#### RECORDS FOR THIS TASK ####
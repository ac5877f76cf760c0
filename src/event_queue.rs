//! Bounded inbound queue between the event source callback and the consumer thread.
//!
//! Overflow drops the arriving event and never an already-queued one. The queue closes
//! when every sender is dropped; the receiver still yields whatever was buffered before
//! reporting closure.

use std::sync::mpsc::{self, Receiver, SyncSender, TrySendError};

use crate::session_event::SessionEvent;

pub const DEFAULT_EVENT_QUEUE_CAPACITY: usize = 1000;

#[derive(Debug, Clone, Copy, PartialEq, Eq)]
pub enum PushOutcome {
    Queued,
    DroppedFull,
    Closed,
}

#[derive(Debug, Clone)]
pub struct EventQueueSender {
    tx: SyncSender<SessionEvent>,
}

#[derive(Debug)]
pub struct EventQueueReceiver {
    rx: Receiver<SessionEvent>,
    capacity: usize,
}

pub fn bounded(capacity: usize) -> (EventQueueSender, EventQueueReceiver) {
    // A zero-capacity sync channel is a rendezvous, which would block the source.
    let capacity = capacity.max(1);
    let (tx, rx) = mpsc::sync_channel(capacity);
    (EventQueueSender { tx }, EventQueueReceiver { rx, capacity })
}

impl EventQueueSender {
    /// Never blocks.
    pub fn push(&self, event: SessionEvent) -> PushOutcome {
        match self.tx.try_send(event) {
            Ok(()) => PushOutcome::Queued,
            Err(TrySendError::Full(_)) => PushOutcome::DroppedFull,
            Err(TrySendError::Disconnected(_)) => PushOutcome::Closed,
        }
    }
}

impl EventQueueReceiver {
    /// Blocks until an event is available; `None` once the queue is closed and drained.
    pub fn wait_next(&self) -> Option<SessionEvent> {
        self.rx.recv().ok()
    }

    pub fn try_next(&self) -> Option<SessionEvent> {
        self.rx.try_recv().ok()
    }

    pub fn capacity(&self) -> usize {
        self.capacity
    }
}
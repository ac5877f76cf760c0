use ratatui::style::Color;
use serde::Deserialize;

#[derive(Debug, Clone)]
pub struct Theme {
    pub pane_bg: Color,
    pub status_bg: Color,
    pub text_fg: Color,
    pub muted_fg: Color,
    pub accent_fg: Color,
    pub paused_fg: Color,
    pub dialog_bg: Color,
    pub modal_bg: Color,
}

impl Default for Theme {
    fn default() -> Self {
        Self {
            pane_bg: Color::Rgb(40, 40, 40),
            status_bg: Color::Rgb(30, 30, 30),
            text_fg: Color::Rgb(225, 225, 225),
            muted_fg: Color::Rgb(150, 150, 150),
            accent_fg: Color::Rgb(90, 145, 200),
            paused_fg: Color::Rgb(230, 180, 80),
            dialog_bg: Color::Rgb(70, 40, 40),
            modal_bg: Color::Rgb(52, 52, 60),
        }
    }
}

/// `[colors]` table of the config file. Missing entries keep the default color.
#[derive(Debug, Clone, Default, Deserialize, PartialEq, Eq)]
#[serde(default)]
pub struct ThemeOverrides {
    pub pane_bg: Option<RgbToml>,
    pub status_bg: Option<RgbToml>,
    pub text_fg: Option<RgbToml>,
    pub muted_fg: Option<RgbToml>,
    pub accent_fg: Option<RgbToml>,
    pub paused_fg: Option<RgbToml>,
    pub dialog_bg: Option<RgbToml>,
    pub modal_bg: Option<RgbToml>,
}

#[derive(Debug, Clone, Copy, Deserialize, PartialEq, Eq)]
pub struct RgbToml {
    r: u8,
    g: u8,
    b: u8,
}

impl RgbToml {
    fn to_color(self) -> Color {
        Color::Rgb(self.r, self.g, self.b)
    }
}

impl Theme {
    pub fn from_overrides(overrides: &ThemeOverrides) -> Self {
        let base = Self::default();
        let pick = |value: Option<RgbToml>, fallback: Color| value.map_or(fallback, RgbToml::to_color);
        Self {
            pane_bg: pick(overrides.pane_bg, base.pane_bg),
            status_bg: pick(overrides.status_bg, base.status_bg),
            text_fg: pick(overrides.text_fg, base.text_fg),
            muted_fg: pick(overrides.muted_fg, base.muted_fg),
            accent_fg: pick(overrides.accent_fg, base.accent_fg),
            paused_fg: pick(overrides.paused_fg, base.paused_fg),
            dialog_bg: pick(overrides.dialog_bg, base.dialog_bg),
            modal_bg: pick(overrides.modal_bg, base.modal_bg),
        }
    }
}
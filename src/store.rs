use std::fs;
use std::io;
use std::path::{Path, PathBuf};

use crate::error::StoreError;
use crate::event_source::SESSION_LOG_SUFFIX;
use crate::session_event::{EventKind, SessionEvent};

pub trait StateStore: Send + Sync {
    fn load_state(&self, session: &str) -> Result<AggregateState, StoreError>;
}

#[derive(Debug, Clone, Default, PartialEq, Eq)]
pub struct AggregateState {
    pub tasks: Vec<TaskView>,
    pub notes: Vec<NoteView>,
    pub iterations: u64,
    pub last_iteration: Option<IterationView>,
    pub event_count: usize,
}

#[derive(Debug, Clone, PartialEq, Eq)]
pub struct TaskView {
    pub id: String,
    pub title: String,
    pub status: TaskStatus,
}

#[derive(Debug, Clone, Copy, PartialEq, Eq, Default)]
pub enum TaskStatus {
    #[default]
    Pending,
    InProgress,
    Done,
    Blocked,
}

#[derive(Debug, Clone, PartialEq, Eq)]
pub struct NoteView {
    pub id: String,
    pub text: String,
}

#[derive(Debug, Clone, PartialEq, Eq)]
pub struct IterationView {
    pub number: u64,
    pub finished: bool,
    pub outcome: Option<String>,
}

impl TaskStatus {
    pub fn from_label(label: &str) -> Self {
        match label.trim().to_ascii_lowercase().as_str() {
            "in_progress" | "in-progress" | "active" | "running" => Self::InProgress,
            "done" | "complete" | "completed" => Self::Done,
            "blocked" | "failed" => Self::Blocked,
            _ => Self::Pending,
        }
    }

    pub fn label(self) -> &'static str {
        match self {
            Self::Pending => "pending",
            Self::InProgress => "in progress",
            Self::Done => "done",
            Self::Blocked => "blocked",
        }
    }

    pub fn marker(self) -> &'static str {
        match self {
            Self::Pending => "[ ]",
            Self::InProgress => "[~]",
            Self::Done => "[x]",
            Self::Blocked => "[!]",
        }
    }
}

impl AggregateState {
    pub fn task(&self, id: &str) -> Option<&TaskView> {
        self.tasks.iter().find(|task| task.id == id)
    }

    pub fn apply(&mut self, event: &SessionEvent) {
        self.event_count += 1;
        match event.kind {
            EventKind::Task => self.apply_task(event),
            EventKind::Note => {
                if event.action == "added" {
                    self.notes.push(NoteView {
                        id: event.data_str("id").unwrap_or(event.id.as_str()).to_string(),
                        text: event.data_str("text").unwrap_or_default().to_string(),
                    });
                }
            }
            EventKind::Iteration => self.apply_iteration(event),
            EventKind::Control | EventKind::Other(_) => {}
        }
    }

    fn apply_task(&mut self, event: &SessionEvent) {
        let Some(id) = event.data_str("id") else {
            return;
        };
        if event.action == "deleted" {
            self.tasks.retain(|task| task.id != id);
            return;
        }
        let index = match self.tasks.iter().position(|task| task.id == id) {
            Some(index) => index,
            None => {
                self.tasks.push(TaskView {
                    id: id.to_string(),
                    title: id.to_string(),
                    status: TaskStatus::Pending,
                });
                self.tasks.len() - 1
            }
        };
        let task = &mut self.tasks[index];
        if let Some(title) = event.data_str("title") {
            task.title = title.to_string();
        }
        if let Some(status) = event.data_str("status") {
            task.status = TaskStatus::from_label(status);
        }
        if event.action == "completed" {
            task.status = TaskStatus::Done;
        }
    }

    fn apply_iteration(&mut self, event: &SessionEvent) {
        match event.action.as_str() {
            "started" => {
                self.iterations += 1;
                self.last_iteration = Some(IterationView {
                    number: event.data_u64("number").unwrap_or(self.iterations),
                    finished: false,
                    outcome: None,
                });
            }
            "completed" => {
                let number = event.data_u64("number").unwrap_or(self.iterations);
                self.last_iteration = Some(IterationView {
                    number,
                    finished: true,
                    outcome: event.data_str("outcome").map(str::to_string),
                });
            }
            _ => {}
        }
    }
}

pub fn fold_events<'a>(events: impl IntoIterator<Item = &'a SessionEvent>) -> AggregateState {
    let mut state = AggregateState::default();
    for event in events {
        state.apply(event);
    }
    state
}

/// Rebuilds the aggregate view from `<dir>/<session>.jsonl` on every load.
#[derive(Debug, Clone)]
pub struct JsonlStore {
    dir: PathBuf,
}

impl JsonlStore {
    pub fn new(dir: impl Into<PathBuf>) -> Self {
        Self { dir: dir.into() }
    }

    pub fn session_log_path(&self, session: &str) -> PathBuf {
        session_log_path(&self.dir, session)
    }
}

pub fn session_log_path(dir: &Path, session: &str) -> PathBuf {
    dir.join(format!("{session}{SESSION_LOG_SUFFIX}"))
}

impl StateStore for JsonlStore {
    fn load_state(&self, session: &str) -> Result<AggregateState, StoreError> {
        let path = self.session_log_path(session);
        let text = match fs::read_to_string(&path) {
            Ok(text) => text,
            Err(err) if err.kind() == io::ErrorKind::NotFound => {
                return Ok(AggregateState::default());
            }
            Err(source) => return Err(StoreError::Read { path, source }),
        };
        let events = text
            .lines()
            .filter(|line| !line.trim().is_empty())
            .filter_map(|line| SessionEvent::parse(line.as_bytes()).ok())
            .filter(|event| event.session == session)
            .collect::<Vec<_>>();
        Ok(fold_events(&events))
    }
}
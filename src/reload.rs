use std::io;
use std::sync::Arc;
use std::sync::mpsc::{self, Receiver, Sender, SyncSender, TrySendError};
use std::thread::{self, JoinHandle};

use tracing::{debug, warn};

use crate::events::AppMessage;
use crate::store::StateStore;

#[derive(Debug, Clone, Copy, PartialEq, Eq)]
pub enum ReloadRequest {
    Queued,
    /// A reload is already pending and will observe the newer log.
    Coalesced,
    Closed,
}

/// Requests full state reloads from the store. At most one request is pending at a time,
/// so bursts of events collapse into a single reload.
#[derive(Debug, Clone)]
pub struct Reloader {
    tx: SyncSender<String>,
}

impl Reloader {
    pub fn channel() -> (Self, Receiver<String>) {
        let (tx, rx) = mpsc::sync_channel(1);
        (Self { tx }, rx)
    }

    pub fn request(&self, session: &str) -> ReloadRequest {
        match self.tx.try_send(session.to_string()) {
            Ok(()) => ReloadRequest::Queued,
            Err(TrySendError::Full(_)) => ReloadRequest::Coalesced,
            Err(TrySendError::Disconnected(_)) => ReloadRequest::Closed,
        }
    }
}

pub fn spawn_reload_worker(
    requests: Receiver<String>,
    store: Arc<dyn StateStore>,
    messages: Sender<AppMessage>,
) -> io::Result<JoinHandle<()>> {
    thread::Builder::new()
        .name("state-reload".to_string())
        .spawn(move || run_reload_worker(&requests, store.as_ref(), &messages))
}

fn run_reload_worker(
    requests: &Receiver<String>,
    store: &dyn StateStore,
    messages: &Sender<AppMessage>,
) {
    for session in requests.iter() {
        let result = store.load_state(&session).map_err(|err| {
            warn!(session = %session, error = %err, "state reload failed");
            err.to_string()
        });
        if messages.send(AppMessage::StateReloaded(result)).is_err() {
            break;
        }
    }
    debug!("state reload worker exiting");
}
####
■ **HOW TO COMPLETE THIS TASK**
Search the records above for the string "EventKind". Copy every line that contains it.

■ **COMPLETED TASK**
use crate::session_event::{EventKind, SessionEvent};
            EventKind::Task => self.apply_task(event),
            EventKind::Note => {
            EventKind::Iteration => self.apply_iteration(event),
            EventKind::Control | EventKind::Other(_) => {}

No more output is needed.